Syrian forces have regained territory from the rebels by bombarding three districts of Damascus with helicopter gunships on Sunday, witnesses said, Reuters reported.

The army's elite fourth division has launched an assault on the northeastern suburb of Barzeh, and troops have been deployed in the western suburb of Mezzeh.

According to Reuters, the bombardments in Damscus showed President Bashar al-Assad's determined to regain control after a bomb killed four members of his high command last week.

"In Damascus, people continue to search desperately for safety," the International Committee of the Red Cross (ICRC) said in a statement in Geneva.

"Humanitarian needs are growing as the situation in the city worsens and as large numbers of people flee their neighborhoods in search of safe haven. The ICRC and the Syrian Arab Red Crescent have intensified their response to the situation."

According to the BBC, fighting has continued to rage around the main intelligence headquarters in Aleppo, Syria's biggest city. According to activists, a building had collapsed under tank fire.

The Herald Sun reported that the Syrian Observatory for Human rights has placed the overall death toll from the 16-month uprising at more than 19,000- the majority of which are civilian.

The towns of Atareb, Kafr Karmeen and Abazmo, which lie between Aleppo and the Turkish border to the west, were also reportedly bombarded by security forces, the BBC reported.

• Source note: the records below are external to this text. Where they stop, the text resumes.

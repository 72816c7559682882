use std::fmt;
use std::sync::Arc;

use crate::value::{Value, ValueKind};

/// Builds a composite value from its ordered sub-values.
pub type Constructor = Arc<dyn Fn(Vec<Value>) -> anyhow::Result<Value> + Send + Sync>;

/// Token-count bounds. `max == None` means unbounded.
#[derive(Debug, Clone, Copy, PartialEq, Eq)]
pub struct Arity {
    pub min: usize,
    pub max: Option<usize>,
}

impl Arity {
    pub const ZERO: Arity = Arity {
        min: 0,
        max: Some(0),
    };

    pub fn new(min: usize, max: Option<usize>) -> Self {
        Self { min, max }
    }

    pub fn plus(self, other: Arity) -> Arity {
        Arity {
            min: self.min + other.min,
            max: match (self.max, other.max) {
                (Some(a), Some(b)) => Some(a + b),
                _ => None,
            },
        }
    }
}

impl fmt::Display for Arity {
    fn fmt(&self, f: &mut fmt::Formatter<'_>) -> fmt::Result {
        match self.max {
            Some(max) if max == self.min => write!(f, "{max}"),
            Some(max) => write!(f, "{}..{max}", self.min),
            None => write!(f, "{}..", self.min),
        }
    }
}

/// How a parameter takes its value.
#[derive(Clone)]
pub enum ParamShape {
    Positional,
    /// Every unconsumed token; always the last parameter.
    Remainder { separator: Option<String> },
    /// Supplied by the caller's resource accessor.
    Resource,
    Composite(Composite),
}

impl fmt::Debug for ParamShape {
    fn fmt(&self, f: &mut fmt::Formatter<'_>) -> fmt::Result {
        match self {
            Self::Positional => f.write_str("Positional"),
            Self::Remainder { separator } => f
                .debug_struct("Remainder")
                .field("separator", separator)
                .finish(),
            Self::Resource => f.write_str("Resource"),
            Self::Composite(c) => f
                .debug_struct("Composite")
                .field("parameters", &c.parameters)
                .finish_non_exhaustive(),
        }
    }
}

#[derive(Clone)]
pub struct Composite {
    parameters: Vec<Parameter>,
    constructor: Constructor,
}

impl Composite {
    pub fn parameters(&self) -> &[Parameter] {
        &self.parameters
    }

    pub fn construct(&self, values: Vec<Value>) -> anyhow::Result<Value> {
        (self.constructor)(values)
    }
}

/// One declared parameter of a command.
#[derive(Debug, Clone)]
pub struct Parameter {
    name: String,
    kind: ValueKind,
    shape: ParamShape,
    optional: bool,
    collection: bool,
    default: Option<String>,
    help: String,
}

impl Parameter {
    fn with_shape(name: impl Into<String>, kind: ValueKind, shape: ParamShape) -> Self {
        Self {
            name: name.into(),
            kind,
            shape,
            optional: false,
            collection: false,
            default: None,
            help: String::new(),
        }
    }

    pub fn positional(name: impl Into<String>, kind: ValueKind) -> Self {
        Self::with_shape(name, kind, ParamShape::Positional)
    }

    pub fn remainder(name: impl Into<String>, kind: ValueKind) -> Self {
        Self::with_shape(name, kind, ParamShape::Remainder { separator: None })
    }

    pub fn resource(name: impl Into<String>, kind: ValueKind) -> Self {
        Self::with_shape(name, kind, ParamShape::Resource)
    }

    pub fn composite<F>(name: impl Into<String>, parameters: Vec<Parameter>, constructor: F) -> Self
    where
        F: Fn(Vec<Value>) -> anyhow::Result<Value> + Send + Sync + 'static,
    {
        let name = name.into();
        let kind = ValueKind::Custom(name.clone());
        Self::with_shape(
            name,
            kind,
            ParamShape::Composite(Composite {
                parameters,
                constructor: Arc::new(constructor),
            }),
        )
    }

    pub(crate) fn composite_with(
        name: impl Into<String>,
        parameters: Vec<Parameter>,
        constructor: Constructor,
    ) -> Self {
        let name = name.into();
        let kind = ValueKind::Custom(name.clone());
        Self::with_shape(
            name,
            kind,
            ParamShape::Composite(Composite {
                parameters,
                constructor,
            }),
        )
    }

    pub fn optional(mut self) -> Self {
        self.optional = true;
        self
    }

    /// Take every remaining token and convert each one.
    pub fn collection(mut self) -> Self {
        self.collection = true;
        self
    }

    /// Raw value converted when the parameter is absent. Implies optional.
    pub fn default_value(mut self, raw: impl Into<String>) -> Self {
        self.default = Some(raw.into());
        self.optional = true;
        self
    }

    /// Join separator for a non-collection remainder.
    pub fn separator(mut self, separator: impl Into<String>) -> Self {
        if let ParamShape::Remainder { separator: sep } = &mut self.shape {
            *sep = Some(separator.into());
        }
        self
    }

    pub fn help(mut self, help: impl Into<String>) -> Self {
        self.help = help.into();
        self
    }

    pub fn name(&self) -> &str {
        &self.name
    }

    pub fn kind(&self) -> &ValueKind {
        &self.kind
    }

    pub fn shape(&self) -> &ParamShape {
        &self.shape
    }

    pub fn is_optional(&self) -> bool {
        self.optional
    }

    pub fn is_collection(&self) -> bool {
        self.collection
    }

    pub fn default_raw(&self) -> Option<&str> {
        self.default.as_deref()
    }

    pub fn help_text(&self) -> &str {
        &self.help
    }

    pub fn arity(&self) -> Arity {
        let min = usize::from(!self.optional);
        match &self.shape {
            ParamShape::Resource => Arity::ZERO,
            ParamShape::Remainder { .. } => Arity::new(min, None),
            ParamShape::Positional if self.collection => Arity::new(min, None),
            ParamShape::Positional => Arity::new(min, Some(1)),
            ParamShape::Composite(c) => {
                let inner = c
                    .parameters
                    .iter()
                    .fold(Arity::ZERO, |acc, p| acc.plus(p.arity()));
                if self.optional {
                    Arity::new(0, inner.max)
                } else {
                    inner
                }
            }
        }
    }

    /// Every parameter that a named token can satisfy: this one, or the leaves
    /// of a composite.
    pub(crate) fn named_leaves(&self) -> Vec<&Parameter> {
        match &self.shape {
            ParamShape::Composite(c) => {
                c.parameters.iter().flat_map(|p| p.named_leaves()).collect()
            }
            ParamShape::Resource => Vec::new(),
            _ => vec![self],
        }
    }

    /// Usage fragment: `<x>`, `[x]`, `<items>...`.
    pub fn usage(&self) -> String {
        let body = match &self.shape {
            ParamShape::Resource => return String::new(),
            ParamShape::Composite(c) => c
                .parameters
                .iter()
                .map(Parameter::usage)
                .filter(|s| !s.is_empty())
                .collect::<Vec<_>>()
                .join(" "),
            ParamShape::Remainder { .. } => format!("{}...", self.name),
            ParamShape::Positional if self.collection => format!("{}...", self.name),
            ParamShape::Positional => self.name.clone(),
        };
        match (&self.shape, self.optional) {
            (ParamShape::Composite(_), false) => body,
            (_, true) => format!("[{body}]"),
            (_, false) => format!("<{body}>"),
        }
    }
}

#[cfg(test)]
mod tests {
    use super::*;

    fn point() -> Parameter {
        Parameter::composite(
            "point",
            vec![
                Parameter::positional("x", ValueKind::I32),
                Parameter::positional("y", ValueKind::I32),
            ],
            |values| Ok(Value::List(values)),
        )
    }

    #[test]
    fn arity_per_shape() {
        assert_eq!(Parameter::positional("a", ValueKind::I32).arity(), Arity::new(1, Some(1)));
        assert_eq!(
            Parameter::positional("a", ValueKind::I32).optional().arity(),
            Arity::new(0, Some(1))
        );
        assert_eq!(
            Parameter::positional("a", ValueKind::I32).collection().arity(),
            Arity::new(1, None)
        );
        assert_eq!(
            Parameter::remainder("r", ValueKind::String).optional().arity(),
            Arity::new(0, None)
        );
        assert_eq!(Parameter::resource("file", ValueKind::String).arity(), Arity::ZERO);
        assert_eq!(point().arity(), Arity::new(2, Some(2)));
        assert_eq!(point().optional().arity(), Arity::new(0, Some(2)));
    }

    #[test]
    fn default_value_implies_optional() {
        let p = Parameter::positional("z", ValueKind::I64).default_value("0");
        assert!(p.is_optional());
        assert_eq!(p.default_raw(), Some("0"));
    }

    #[test]
    fn usage_fragments() {
        assert_eq!(Parameter::positional("x", ValueKind::I32).usage(), "<x>");
        assert_eq!(Parameter::positional("x", ValueKind::I32).optional().usage(), "[x]");
        assert_eq!(Parameter::remainder("text", ValueKind::String).usage(), "<text...>");
        assert_eq!(point().usage(), "<x> <y>");
        assert_eq!(point().optional().usage(), "[<x> <y>]");
        assert_eq!(Parameter::resource("f", ValueKind::String).usage(), "");
    }
}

According to Reuters, the UN Security Council voted on Friday to grant a "final" 30-day extensionto the observer mission. UN Chief Ban Ki-moon has recommended changing the mission's focus to pursuing prospects for a political solution, which effectively accepts that there is no truce to monitor.  

Ban said on Saturday he was "deeply distressed by the rising death toll," and he warned that the limited extension of the UN mission showed "the onus is above all on the parties, with the Syrian government in the first place, who must stop the killings."